Reluctantly the women agreed—or at least didn’t argue. Instead, Sophie asked, “What else do you know?”
“All I got was a quick peek at the preliminary autopsy in the ER—nothing’s for certain yet.” They stared at him, unaffected by his disclaimer. He heaved a sigh. “Because of the shape and location of the lacerations—and the pattern of the blood splatter—they think the killer was in the truck with him at the time of the attack, that the killer was right-handed, that he may have some knowledge of human anatomy, and was either a weak or an unpracticed killer due to the number and the various lengths and depths of the wounds.”
“Why right-handed?” Sophie asked.
“Because of the direction of the cuts and which side of the neck they were made on,” Jesse explained, clearly up to date on her episodes of CSI but shaken enough to look at Drew for confirmation.
“That’s right. We know Cliff was in the truck when he died because that’s where all the blood was. And if the splatter was on the left side of the truck, the cut had to be on the left side of his neck.”

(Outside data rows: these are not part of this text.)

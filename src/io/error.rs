//! Error types for growth simulation, accumulation and limit-shape estimation

use std::fmt;
use std::path::{Path, PathBuf};

/// Main error type for all simulation operations
///
/// Stalled and cancelled runs are not represented here: they are normal
/// terminal outcomes reported through [`crate::algorithm::executor::RunOutcome`].
#[derive(Debug)]
pub enum GrowthError {
    /// A configuration value is out of range or malformed
    ///
    /// Always detected before any run starts.
    InvalidConfiguration {
        /// Name of the invalid parameter
        parameter: &'static str,
        /// Provided value that failed validation
        value: String,
        /// Explanation of why the value is invalid
        reason: String,
    },

    /// Attempted insertion would break the order-ideal property
    InvariantViolation {
        /// Offending cell, formatted as a coordinate tuple
        cell: String,
        /// Description of the broken contract
        reason: String,
    },

    /// Counts or limit shapes were requested before any run completed
    NoDataAvailable {
        /// Operation that needed accumulated data
        operation: &'static str,
    },

    /// Too few distinct accumulated points for interpolation or mesh extraction
    InsufficientSamples {
        /// Operation that needed more samples
        operation: &'static str,
        /// Minimum number of distinct points required
        required: usize,
        /// Number of distinct usable points available
        available: usize,
    },

    /// Numerical computation produced invalid result
    Computation {
        /// Name of the computation that failed
        operation: &'static str,
        /// Description of the failure
        reason: String,
    },

    /// General file system operation failure
    FileSystem {
        /// Path involved in the operation
        path: PathBuf,
        /// Description of the operation that failed
        operation: &'static str,
        /// Underlying I/O error
        source: std::io::Error,
    },

    /// Failed to save a rendered image to disk
    ImageExport {
        /// Path where export was attempted
        path: PathBuf,
        /// Underlying image export error
        source: image::ImageError,
    },

    /// JSON encoding or decoding failed
    Serialization {
        /// File being read or written
        path: PathBuf,
        /// Underlying JSON error
        source: serde_json::Error,
    },

    /// A persisted cell file contains a malformed line
    Parse {
        /// File being read
        path: PathBuf,
        /// One-based line number
        line: usize,
        /// Description of what is wrong with the line
        reason: String,
    },
}

impl fmt::Display for GrowthError {
    fn fmt(&self, f: &mut fmt::Formatter<'_>) -> fmt::Result {
        match self {
            Self::InvalidConfiguration {
                parameter,
                value,
                reason,
            } => {
                write!(
                    f,
                    "Invalid configuration '{parameter}' = '{value}': {reason}"
                )
            }
            Self::InvariantViolation { cell, reason } => {
                write!(f, "Order-ideal invariant violated by cell {cell}: {reason}")
            }
            Self::NoDataAvailable { operation } => {
                write!(
                    f,
                    "No data available for {operation}: run a simulation first"
                )
            }
            Self::InsufficientSamples {
                operation,
                required,
                available,
            } => {
                write!(
                    f,
                    "Insufficient samples for {operation}: need at least {required} distinct points, have {available}"
                )
            }
            Self::Computation { operation, reason } => {
                write!(f, "Computation error in {operation}: {reason}")
            }
            Self::FileSystem {
                path,
                operation,
                source,
            } => {
                write!(
                    f,
                    "File system error during {operation} on '{}': {source}",
                    path.display()
                )
            }
            Self::ImageExport { path, source } => {
                write!(
                    f,
                    "Failed to export image to '{}': {source}",
                    path.display()
                )
            }
            Self::Serialization { path, source } => {
                write!(f, "JSON error for '{}': {source}", path.display())
            }
            Self::Parse { path, line, reason } => {
                write!(f, "Parse error in '{}' line {line}: {reason}", path.display())
            }
        }
    }
}

impl std::error::Error for GrowthError {
    fn source(&self) -> Option<&(dyn std::error::Error + 'static)> {
        match self {
            Self::FileSystem { source, .. } => Some(source),
            Self::ImageExport { source, .. } => Some(source),
            Self::Serialization { source, .. } => Some(source),
            _ => None,
        }
    }
}

/// Convenience type alias for simulation results
pub type Result<T> = std::result::Result<T, GrowthError>;

/// Attaches a path and operation to raw I/O failures
pub trait WithPath<T> {
    /// Convert an I/O error into [`GrowthError::FileSystem`]
    ///
    /// # Errors
    ///
    /// Propagates the original error with the path and operation applied
    fn with_path(self, path: &Path, operation: &'static str) -> Result<T>;
}

impl<T> WithPath<T> for std::result::Result<T, std::io::Error> {
    fn with_path(self, path: &Path, operation: &'static str) -> Result<T> {
        self.map_err(|source| GrowthError::FileSystem {
            path: path.to_path_buf(),
            operation,
            source,
        })
    }
}

impl From<std::io::Error> for GrowthError {
    fn from(err: std::io::Error) -> Self {
        Self::FileSystem {
            path: PathBuf::from("<unknown>"),
            operation: "unknown",
            source: err,
        }
    }
}

/// Create an invalid configuration error
pub fn invalid_configuration(
    parameter: &'static str,
    value: &impl ToString,
    reason: &impl ToString,
) -> GrowthError {
    GrowthError::InvalidConfiguration {
        parameter,
        value: value.to_string(),
        reason: reason.to_string(),
    }
}

/// Create a computation error
pub fn computation_error(operation: &'static str, reason: &impl ToString) -> GrowthError {
    GrowthError::Computation {
        operation,
        reason: reason.to_string(),
    }
}
//! Removal of unstable tokens from rendered snapshots.
//!
//! Some toolkits render type names of locally-scoped types with an embedded
//! address, e.g. `App.(unknown context at $10d69dd68).ProceedButton`. The
//! address changes between builds, so it is replaced by `(unknown context)`.

use std::sync::LazyLock;

use regex::Regex;

static UNKNOWN_CONTEXT_RE: LazyLock<Regex> = LazyLock::new(|| {
    Regex::new(r"\(unknown context at \$[0-9a-f]+\)").expect("unknown-context pattern is valid")
});

const UNKNOWN_CONTEXT: &str = "(unknown context)";

/// Replace every `(unknown context at $<hex>)` token with `(unknown context)`.
///
/// Applied once to the fully joined snapshot text.
pub fn normalize(text: &str) -> String {
    UNKNOWN_CONTEXT_RE
        .replace_all(text, UNKNOWN_CONTEXT)
        .into_owned()
}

Jesse stood and, without a word, took Sophie by the hand, turned her and placed her behind the steering wheel of an imaginary pickup truck. She pointed to the left side of Sophie’s neck. “You’re on the driver’s side with the window down and the cuts are here. If someone came up behind you on your left and they were left-handed, the cuts would be on the right side of your neck. If they were right-handed it would be too awkward.” She tried a pretend incision from Sophie’s larynx to her left ear and was startled to see it wasn’t impossible. She looked to Drew.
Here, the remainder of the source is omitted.